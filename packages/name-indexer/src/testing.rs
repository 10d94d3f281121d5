//! Testing utilities including mock implementations.
//!
//! These are useful for testing applications that use the indexer library
//! without a live directory service or resolver.

use async_trait::async_trait;
use serde_json::{json, Value};
use std::collections::{HashMap, HashSet};
use std::sync::atomic::{AtomicUsize, Ordering};
use std::sync::{Arc, RwLock};
use std::time::Duration;

use crate::error::{IndexerError, ListingError, ListingResult, ResolveError, ResolveResult, Result};
use crate::traits::{directory::Directory, resolver::ProfileResolver, store::DocumentStore};
use crate::types::profile::ListingKind;

/// A mock directory service serving predefined listing pages.
///
/// Pages past the configured ones are empty, so every walk terminates.
/// Clones share their pages and request log.
#[derive(Clone, Default)]
pub struct MockDirectory {
    /// Predefined pages per listing
    pages: Arc<RwLock<HashMap<ListingKind, Vec<Vec<String>>>>>,

    /// `(listing, page)` pairs that answer with HTTP 500
    failures: Arc<RwLock<HashSet<(ListingKind, u64)>>>,

    /// Call tracking for assertions
    requests: Arc<RwLock<Vec<(ListingKind, u64)>>>,
}

impl MockDirectory {
    /// Create a directory with empty listings.
    pub fn new() -> Self {
        Self::default()
    }

    /// Set the pages of a listing.
    pub fn with_pages(self, kind: ListingKind, pages: Vec<Vec<String>>) -> Self {
        self.pages.write().unwrap().insert(kind, pages);
        self
    }

    /// Set the pages of the top-level names listing.
    pub fn with_names_pages(self, pages: Vec<Vec<String>>) -> Self {
        self.with_pages(ListingKind::Names, pages)
    }

    /// Set the pages of the subdomains listing.
    pub fn with_subdomain_pages(self, pages: Vec<Vec<String>>) -> Self {
        self.with_pages(ListingKind::Subdomains, pages)
    }

    /// Make one page fail.
    pub fn failing_at(self, kind: ListingKind, page: u64) -> Self {
        self.failures.write().unwrap().insert((kind, page));
        self
    }

    /// Pages requested from a listing, in request order.
    pub fn requested(&self, kind: ListingKind) -> Vec<u64> {
        self.requests
            .read()
            .unwrap()
            .iter()
            .filter(|(k, _)| *k == kind)
            .map(|(_, page)| *page)
            .collect()
    }
}

#[async_trait]
impl Directory for MockDirectory {
    async fn fetch_page(&self, kind: ListingKind, page: u64) -> ListingResult<Vec<String>> {
        self.requests.write().unwrap().push((kind, page));

        if self.failures.read().unwrap().contains(&(kind, page)) {
            return Err(ListingError::Status {
                url: format!("mock://{}?page={}", kind.path(), page),
                status: 500,
            });
        }

        let page = self
            .pages
            .read()
            .unwrap()
            .get(&kind)
            .and_then(|pages| pages.get(page as usize).cloned())
            .unwrap_or_default();
        Ok(page)
    }
}

/// How the mock resolver answers one name.
#[derive(Debug, Clone)]
enum Behavior {
    Profile(Value),
    Fail,
    Hang,
}

/// A mock profile resolver with per-name behavior and concurrency tracking.
///
/// Names without configured behavior resolve to an empty profile.
#[derive(Default)]
pub struct MockResolver {
    behaviors: RwLock<HashMap<String, Behavior>>,

    /// Delay applied to every lookup
    delay: Option<Duration>,

    /// Per-name delays, overriding `delay`
    named_delays: RwLock<HashMap<String, Duration>>,

    in_flight: Arc<AtomicUsize>,
    max_in_flight: AtomicUsize,

    /// Lookups started per wave of overlapping work
    waves: RwLock<Vec<usize>>,

    calls: RwLock<Vec<String>>,
}

impl MockResolver {
    pub fn new() -> Self {
        Self::default()
    }

    /// Delay every lookup.
    pub fn with_delay(mut self, delay: Duration) -> Self {
        self.delay = Some(delay);
        self
    }

    /// Delay one name's lookup.
    pub fn with_named_delay(self, name: impl Into<String>, delay: Duration) -> Self {
        self.named_delays.write().unwrap().insert(name.into(), delay);
        self
    }

    /// Answer a name with a profile.
    pub fn with_profile(self, name: impl Into<String>, profile: Value) -> Self {
        self.behaviors
            .write()
            .unwrap()
            .insert(name.into(), Behavior::Profile(profile));
        self
    }

    /// Fail a name's lookup.
    pub fn with_failure(self, name: impl Into<String>) -> Self {
        self.behaviors.write().unwrap().insert(name.into(), Behavior::Fail);
        self
    }

    /// Never settle a name's lookup.
    pub fn with_hang(self, name: impl Into<String>) -> Self {
        self.behaviors.write().unwrap().insert(name.into(), Behavior::Hang);
        self
    }

    /// Highest number of lookups observed in flight at once.
    pub fn max_in_flight(&self) -> usize {
        self.max_in_flight.load(Ordering::SeqCst)
    }

    /// Lookups started in each wave. A wave begins when a lookup starts
    /// with nothing else in flight.
    pub fn batch_widths(&self) -> Vec<usize> {
        self.waves.read().unwrap().clone()
    }

    /// Every name looked up, in call order.
    pub fn calls(&self) -> Vec<String> {
        self.calls.read().unwrap().clone()
    }

    fn enter(&self) -> InFlight {
        let previous = self.in_flight.fetch_add(1, Ordering::SeqCst);
        self.max_in_flight.fetch_max(previous + 1, Ordering::SeqCst);

        let mut waves = self.waves.write().unwrap();
        match waves.last_mut() {
            Some(width) if previous > 0 => *width += 1,
            _ => waves.push(1),
        }

        InFlight(Arc::clone(&self.in_flight))
    }
}

/// Decrements the in-flight counter when a lookup settles or is dropped.
struct InFlight(Arc<AtomicUsize>);

impl Drop for InFlight {
    fn drop(&mut self) {
        self.0.fetch_sub(1, Ordering::SeqCst);
    }
}

#[async_trait]
impl ProfileResolver for MockResolver {
    async fn resolve(&self, name: &str) -> ResolveResult<Value> {
        self.calls.write().unwrap().push(name.to_string());
        let _guard = self.enter();

        let delay = self
            .named_delays
            .read()
            .unwrap()
            .get(name)
            .copied()
            .or(self.delay);
        if let Some(delay) = delay {
            tokio::time::sleep(delay).await;
        }

        let behavior = self.behaviors.read().unwrap().get(name).cloned();
        match behavior {
            Some(Behavior::Profile(profile)) => Ok(profile),
            Some(Behavior::Fail) => Err(ResolveError::NotFound {
                name: name.to_string(),
            }),
            Some(Behavior::Hang) => std::future::pending().await,
            None => Ok(json!({})),
        }
    }
}

/// A store operation [`FlakyStore`] should fail.
#[derive(Debug, Clone, PartialEq, Eq)]
pub enum FailingOp {
    /// `copy_database` into the named database
    CopyTo(String),
    /// `drop_database` of the named database
    Drop(String),
}

/// Wraps a store and fails selected drop/copy operations.
pub struct FlakyStore {
    inner: Arc<dyn DocumentStore>,
    failing: Vec<FailingOp>,
}

impl FlakyStore {
    pub fn new(inner: Arc<dyn DocumentStore>) -> Self {
        Self {
            inner,
            failing: Vec::new(),
        }
    }

    /// Add an operation that should fail.
    pub fn failing(mut self, op: FailingOp) -> Self {
        self.failing.push(op);
        self
    }

    fn check(&self, op: FailingOp) -> Result<()> {
        if self.failing.contains(&op) {
            return Err(IndexerError::storage(format!("injected failure: {op:?}")));
        }
        Ok(())
    }
}

#[async_trait]
impl DocumentStore for FlakyStore {
    async fn upsert(
        &self,
        database: &str,
        collection: &str,
        key: &str,
        doc: &Value,
    ) -> Result<()> {
        self.inner.upsert(database, collection, key, doc).await
    }

    async fn get(&self, database: &str, collection: &str, key: &str) -> Result<Option<Value>> {
        self.inner.get(database, collection, key).await
    }

    async fn scan(&self, database: &str, collection: &str) -> Result<Vec<(String, Value)>> {
        self.inner.scan(database, collection).await
    }

    async fn database_exists(&self, database: &str) -> Result<bool> {
        self.inner.database_exists(database).await
    }

    async fn drop_database(&self, database: &str) -> Result<()> {
        self.check(FailingOp::Drop(database.to_string()))?;
        self.inner.drop_database(database).await
    }

    async fn copy_database(&self, from: &str, to: &str) -> Result<()> {
        self.check(FailingOp::CopyTo(to.to_string()))?;
        self.inner.copy_database(from, to).await
    }
}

# # # # # # #

Pick out the lines above that hold the string "calls" and show them.

## WRITTEN ANSWER
    calls: RwLock<Vec<String>>,
    pub fn calls(&self) -> Vec<String> {
        self.calls.read().unwrap().clone()
        self.calls.write().unwrap().push(name.to_string());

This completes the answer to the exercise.